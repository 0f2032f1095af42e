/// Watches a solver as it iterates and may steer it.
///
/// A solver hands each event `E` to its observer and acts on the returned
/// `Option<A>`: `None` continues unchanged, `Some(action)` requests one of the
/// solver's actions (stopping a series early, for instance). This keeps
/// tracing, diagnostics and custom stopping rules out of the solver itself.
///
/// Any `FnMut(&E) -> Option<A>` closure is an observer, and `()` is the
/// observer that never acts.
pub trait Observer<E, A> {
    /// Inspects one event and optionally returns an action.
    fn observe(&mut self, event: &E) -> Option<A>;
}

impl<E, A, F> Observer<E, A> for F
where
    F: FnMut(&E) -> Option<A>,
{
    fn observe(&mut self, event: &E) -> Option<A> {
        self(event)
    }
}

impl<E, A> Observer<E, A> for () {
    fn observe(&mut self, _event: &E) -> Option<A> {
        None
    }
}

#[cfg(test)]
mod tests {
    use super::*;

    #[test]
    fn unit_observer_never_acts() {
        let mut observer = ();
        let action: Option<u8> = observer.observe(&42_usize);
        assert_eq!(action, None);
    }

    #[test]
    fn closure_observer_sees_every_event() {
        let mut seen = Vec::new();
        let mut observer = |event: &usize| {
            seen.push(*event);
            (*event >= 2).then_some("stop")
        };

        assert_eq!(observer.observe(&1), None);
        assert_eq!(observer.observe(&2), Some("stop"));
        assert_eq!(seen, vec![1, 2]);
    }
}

_ _ _ _ _ _ _

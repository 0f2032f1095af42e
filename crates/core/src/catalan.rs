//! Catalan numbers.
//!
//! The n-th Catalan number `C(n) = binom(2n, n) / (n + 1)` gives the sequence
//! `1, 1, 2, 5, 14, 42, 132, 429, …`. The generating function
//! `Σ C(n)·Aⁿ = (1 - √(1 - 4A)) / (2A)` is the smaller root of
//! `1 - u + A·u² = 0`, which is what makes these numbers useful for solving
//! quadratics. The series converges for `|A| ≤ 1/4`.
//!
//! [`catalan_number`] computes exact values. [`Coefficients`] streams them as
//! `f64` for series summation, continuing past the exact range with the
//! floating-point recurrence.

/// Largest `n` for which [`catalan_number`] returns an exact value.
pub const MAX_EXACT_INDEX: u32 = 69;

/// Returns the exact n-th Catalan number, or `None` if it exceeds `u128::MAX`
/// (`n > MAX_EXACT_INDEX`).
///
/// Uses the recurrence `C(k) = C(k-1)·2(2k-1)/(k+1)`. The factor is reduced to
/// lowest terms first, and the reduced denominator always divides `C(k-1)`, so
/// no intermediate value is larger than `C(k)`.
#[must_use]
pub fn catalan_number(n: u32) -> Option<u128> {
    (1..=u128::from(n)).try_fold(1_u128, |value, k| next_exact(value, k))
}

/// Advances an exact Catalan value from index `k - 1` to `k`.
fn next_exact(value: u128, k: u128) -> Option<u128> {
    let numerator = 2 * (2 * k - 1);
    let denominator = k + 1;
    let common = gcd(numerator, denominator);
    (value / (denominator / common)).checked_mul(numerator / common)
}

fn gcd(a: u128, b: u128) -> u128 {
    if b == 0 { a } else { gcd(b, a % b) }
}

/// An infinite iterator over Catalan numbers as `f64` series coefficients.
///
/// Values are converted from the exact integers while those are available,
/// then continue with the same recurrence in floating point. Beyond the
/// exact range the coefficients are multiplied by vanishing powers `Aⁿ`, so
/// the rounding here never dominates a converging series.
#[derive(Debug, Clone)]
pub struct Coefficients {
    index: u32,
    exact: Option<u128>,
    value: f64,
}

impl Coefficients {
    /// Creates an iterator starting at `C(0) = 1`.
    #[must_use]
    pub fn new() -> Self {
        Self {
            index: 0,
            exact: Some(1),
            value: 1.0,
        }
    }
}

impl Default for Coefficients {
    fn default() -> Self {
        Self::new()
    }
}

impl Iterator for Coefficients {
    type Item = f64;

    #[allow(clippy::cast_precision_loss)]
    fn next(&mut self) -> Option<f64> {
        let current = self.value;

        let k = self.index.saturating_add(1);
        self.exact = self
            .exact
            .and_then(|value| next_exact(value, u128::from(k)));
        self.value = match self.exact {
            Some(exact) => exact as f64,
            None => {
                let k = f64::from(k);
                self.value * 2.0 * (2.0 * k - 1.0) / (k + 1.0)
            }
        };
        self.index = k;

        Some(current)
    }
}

_ _ _ _ _ _ _

> [What to work on]
Across the data, find each line that has "None" in it and copy that line.

> [Solved problem]
/// `Option<A>`: `None` continues unchanged, `Some(action)` requests one of the
        None
        assert_eq!(action, None);
        assert_eq!(observer.observe(&1), None);
/// Returns the exact n-th Catalan number, or `None` if it exceeds `u128::MAX`
            None => {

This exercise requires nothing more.